Als Gotama nun dieses Leid erkannte, dachte er bei sich: Es muß doch einen
Weg geben, dieses Leid zu beenden. So lies er sich Bart und Haupthaare scheren,
und verließ seinen Reichtum, seine Familie, und zog aus dem Haus in die Hauslosigkeit.
Das ist ein ganz markanter Satz in der buddhistischen Lehre. Zu vergleichen
(gleichbedeutend) im Christentum mit der Aussage des Jesus: "Gib all Dein
Reichtum den Armen und folge mir nach".
Gotama suchte nun den Weg (die Möglichkeit), aus diesem Leiden dieser Welt
zu entrinnen. Sich vom Rad von Geburt, Altern und Tod zu befreien. Auch das
sind markante Lehrsätze, die immer wieder auftauchen. Gotama begab sich nun
zu einem Lehrmeister, dessen Lehre er sehr schnell verstand, und erkannte,
daß sie nicht zur Vollendung führte. Daher ging er zu einem anderen Lehrmeister,
dessen Lehre er auch schnell verstand und durchschaute. Auch diese Lehre führte
nicht zur Vollendung. So zog er mit 5 anderen Mönchen durch das Land, und
fing an zu Fasten. Als er erkannte, daß Ihn dieses Fasten auch nicht weiter
brachte, nahm er wieder feste Nahrung zu sich. Die Mönche, die Ihn begleiteten,
verließen Ihn, weil sie glaubten, Gotama hätte den Verstand verloren. Doch
Gotama begab sich nun an einen einsamen Ort, und da,unter einem Baum, hatte
er die endgültige Erleuchtung.
Nun wollte er seine höchste Erkenntnis, seinen früheren Lehrern mitteilen,
weil er glaubte, die könnten Ihn am besten verstehen. Doch diese beiden Lehrer
waren schon gestorben. So begab er sich in einen Ort, in dem auch seine ehemaligen
Begleiter waren, die Ihn verlassen hatten. Erst beim Dritten Versuch konnte
er sie überzeugen. Er lehrte zunächst 2, und sie ernährten sich von dem, was
die anderen 3 sammelten. Dann lehrte er 3, und sie ernährten sich von dem,
was 2 sammelten. Danach zog der Buddha durch das Land, und verkündete seine
Lehre, so, wie ER sie erfahren, erkannt und verwirklicht hatte.

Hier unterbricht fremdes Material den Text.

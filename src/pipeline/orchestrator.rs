// ABOUTME: PipelineOrchestrator: sequences configured stages for one event.
// ABOUTME: Strictly ordered, stops at first failure, yields a sealed PipelineRun.

use std::time::Instant;

use crate::config::PipelineConfig;
use crate::types::{IdentityError, ProjectIdentity, VerifiedEvent};

use super::run::PipelineRun;
use super::stage::StageExecutor;

/// Drives one pipeline run end to end.
///
/// `run` is a plain async call designed to execute on its own task; the
/// gateway spawns one task per verified event and acknowledges
/// immediately. Runs for different identities share nothing but the lock
/// table and the engine client.
pub struct PipelineOrchestrator {
    executor: StageExecutor,
}

impl PipelineOrchestrator {
    pub fn new(executor: StageExecutor) -> Self {
        Self { executor }
    }

    /// Execute every configured stage in order, stopping at the first
    /// failure. The returned run is sealed; later stages after a failure
    /// were neither executed nor recorded.
    ///
    /// The only error is an event whose owner/repo cannot form a valid
    /// identity, which the gateway already rejects at dispatch.
    pub async fn run(
        &self,
        event: VerifiedEvent,
        config: PipelineConfig,
    ) -> Result<PipelineRun, IdentityError> {
        let identity = ProjectIdentity::from_event(&event)?;

        tracing::info!(
            "Pipeline run for {} at {} ({} stage(s))",
            identity,
            event.short_commit(),
            config.stages.len()
        );

        let started = Instant::now();
        let configured = config.stages.len();
        let mut results = Vec::with_capacity(configured);

        for stage in config.stages.iter() {
            let result = self
                .executor
                .execute(*stage, &event, &identity, &config)
                .await;
            let failed = !result.is_success();
            results.push(result);
            if failed {
                tracing::warn!(
                    "Pipeline run for {} stopped at {} stage, skipping the rest",
                    identity,
                    stage
                );
                break;
            }
        }

        Ok(PipelineRun::seal(
            event,
            identity,
            results,
            configured,
            started.elapsed().as_millis() as u64,
        ))
    }
}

Zu Zeiten des Buddha war die Ursprüngliche Lehre (Hinduismus) genau so verfälscht worden, wie es in der heutigen Zeit "bei allen Religionen" wieder der Fall ist. Der Buddha hat dann diese "Umgefallene" Lehre wieder aufgerichtet. Darum ist am Ende einiger Lehrreden des Buddha folgende Aussage zu finden: Vortrefflich, o Herr, vortrefflich, o Herr! Wie wenn einer, o Herr, Umgestürztes wieder aufrichtete oder Zugedecktes öffnete oder einem Verirrten den Weg zeigte oder eine Lampe in der Dunkelheit hielte... Im eigentlichen Sinne hat der Buddha die damals von den Bramahnen (Heute Priester) falsch ausgelegte hinduistische Lehre wieder richtig gestellt. Dadurch entstand der Buddhismus. Der Buddhismus ist also der zur damaligen Zeit wieder RICHTIG gestellte Hinduismus. So weit in groben Zügen als Überblick, zum Leben des Buddha.